--- Supplied information Enclosed Below ---

// Copyright 2024 Kore Ledger
// SPDX-License-Identifier: AGPL-3.0-or-later

//! # Database module.
//!
//! This module contains the database configuration, the connection router and the
//! different database implementations that can be used by the data layer.
//!
//! ## Database implementations
//!
//! The following database implementations are available:
//!
//! * [Sqlite](sqlite/index.html)
//!

#[cfg(feature = "sqlite")]
pub mod sqlite;

use std::collections::BTreeMap;

use serde::{Deserialize, Serialize};

use crate::{error::EazyError, model::ModelDef};

/// Name of the connection used for writes.
pub const MASTER: &str = "master";
/// Name of the connection used for reads.
pub const SLAVE: &str = "slave";

/// Database configuration.
#[derive(Serialize, Deserialize, Debug, Clone, PartialEq)]
pub struct DatabaseConfig {
    /// Database URI, e.g. `sqlite://db.sqlite3`.
    pub uri: String,
    /// Database (application) name.
    #[serde(alias = "name")]
    pub database: String,
    /// Models stored in the database.
    #[serde(default)]
    pub models: Vec<ModelDef>,
}

impl DatabaseConfig {
    pub fn new(uri: &str, database: &str, models: Vec<ModelDef>) -> Self {
        Self {
            uri: uri.to_owned(),
            database: database.to_owned(),
            models,
        }
    }
}

impl Default for DatabaseConfig {
    fn default() -> Self {
        Self::new("sqlite://:memory:", "default", vec![])
    }
}

/// Where a database lives.
#[derive(Debug, Clone, PartialEq, Eq)]
pub enum DatabaseLocation {
    Memory,
    File(String),
}

impl DatabaseLocation {
    /// Parse a database URI.
    ///
    /// # Errors
    ///
    /// * `EazyError::DatabaseConnection` - Unsupported scheme or empty path.
    ///
    pub fn parse(uri: &str) -> Result<Self, EazyError> {
        let Some(path) = uri.strip_prefix("sqlite://") else {
            return Err(EazyError::DatabaseConnection(format!(
                "Unsupported database URI: {uri}"
            )));
        };
        match path {
            "" => Err(EazyError::DatabaseConnection(format!(
                "Missing database path in URI: {uri}"
            ))),
            ":memory:" => Ok(Self::Memory),
            path => Ok(Self::File(path.to_owned())),
        }
    }
}

/// Picks the connection an operation on a model runs on.
pub trait Router: Send + Sync {
    /// Connection for read operations.
    fn db_for_read(&self, model: &ModelDef) -> &str;
    /// Connection for write operations.
    fn db_for_write(&self, model: &ModelDef) -> &str;
}

/// Sends reads to `slave` and writes to `master`.
#[derive(Debug, Clone, Copy, Default)]
pub struct DefaultRouter;

impl Router for DefaultRouter {
    fn db_for_read(&self, _model: &ModelDef) -> &str {
        SLAVE
    }

    fn db_for_write(&self, _model: &ModelDef) -> &str {
        MASTER
    }
}

/// Effective connection layout, as derived from a [`DatabaseConfig`].
#[derive(Serialize, Debug, Clone, PartialEq)]
pub struct OrmConfig {
    pub connections: BTreeMap<String, String>,
    pub apps: BTreeMap<String, AppConfig>,
    pub routers: Vec<String>,
}

/// Models of one application and the connection they use by default.
#[derive(Serialize, Debug, Clone, PartialEq)]
pub struct AppConfig {
    pub models: Vec<String>,
    pub default_connection: String,
}

impl From<&DatabaseConfig> for OrmConfig {
    fn from(config: &DatabaseConfig) -> Self {
        Self {
            connections: BTreeMap::from([
                (MASTER.to_owned(), config.uri.clone()),
                (SLAVE.to_owned(), config.uri.clone()),
            ]),
            apps: BTreeMap::from([(
                config.database.clone(),
                AppConfig {
                    models: config.models.iter().map(|m| m.name.clone()).collect(),
                    default_connection: MASTER.to_owned(),
                },
            )]),
            routers: vec!["eazyapi::database::DefaultRouter".to_owned()],
        }
    }
}

#[cfg(test)]
mod tests {

    use super::*;
    use crate::model::FieldDef;
    use serde_json::json;

    #[test]
    fn test_parse_location() {
        assert_eq!(
            DatabaseLocation::parse("sqlite://:memory:").unwrap(),
            DatabaseLocation::Memory
        );
        assert_eq!(
            DatabaseLocation::parse("sqlite://db.sqlite3").unwrap(),
            DatabaseLocation::File("db.sqlite3".to_owned())
        );
        assert_eq!(
            DatabaseLocation::parse("sqlite:///tmp/test.sqlite3").unwrap(),
            DatabaseLocation::File("/tmp/test.sqlite3".to_owned())
        );
        assert!(matches!(
            DatabaseLocation::parse("postgres://localhost/db"),
            Err(EazyError::DatabaseConnection(_))
        ));
        assert!(DatabaseLocation::parse("sqlite://").is_err());
    }

    #[test]
    fn test_default_router() {
        let model = ModelDef::new("SampleModel");
        assert_eq!(DefaultRouter.db_for_read(&model), "slave");
        assert_eq!(DefaultRouter.db_for_write(&model), "master");
    }

    #[test]
    fn test_orm_config() {
        let config = DatabaseConfig::new(
            "sqlite://testdb.sqlite3",
            "test",
            vec![ModelDef::new("SampleModel").field(FieldDef::text("name"))],
        );
        let orm = serde_json::to_value(OrmConfig::from(&config)).unwrap();
        assert_eq!(
            orm,
            json!({
                "connections": {"master": "sqlite://testdb.sqlite3", "slave": "sqlite://testdb.sqlite3"},
                "apps": {"test": {"models": ["SampleModel"], "default_connection": "master"}},
                "routers": ["eazyapi::database::DefaultRouter"],
            })
        );
    }

    #[test]
    fn test_deserialize_config() {
        let config: DatabaseConfig = serde_json::from_value(json!({
            "uri": "sqlite://:memory:",
            "name": "shop",
        }))
        .unwrap();
        assert_eq!(config, DatabaseConfig::new("sqlite://:memory:", "shop", vec![]));
    }
}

--- End of Enclosed Supplied information ---

*Task instructions*.
Among the lines above, count those that include the word "PartialEq". Give only the result.

*Solution to this task*.
4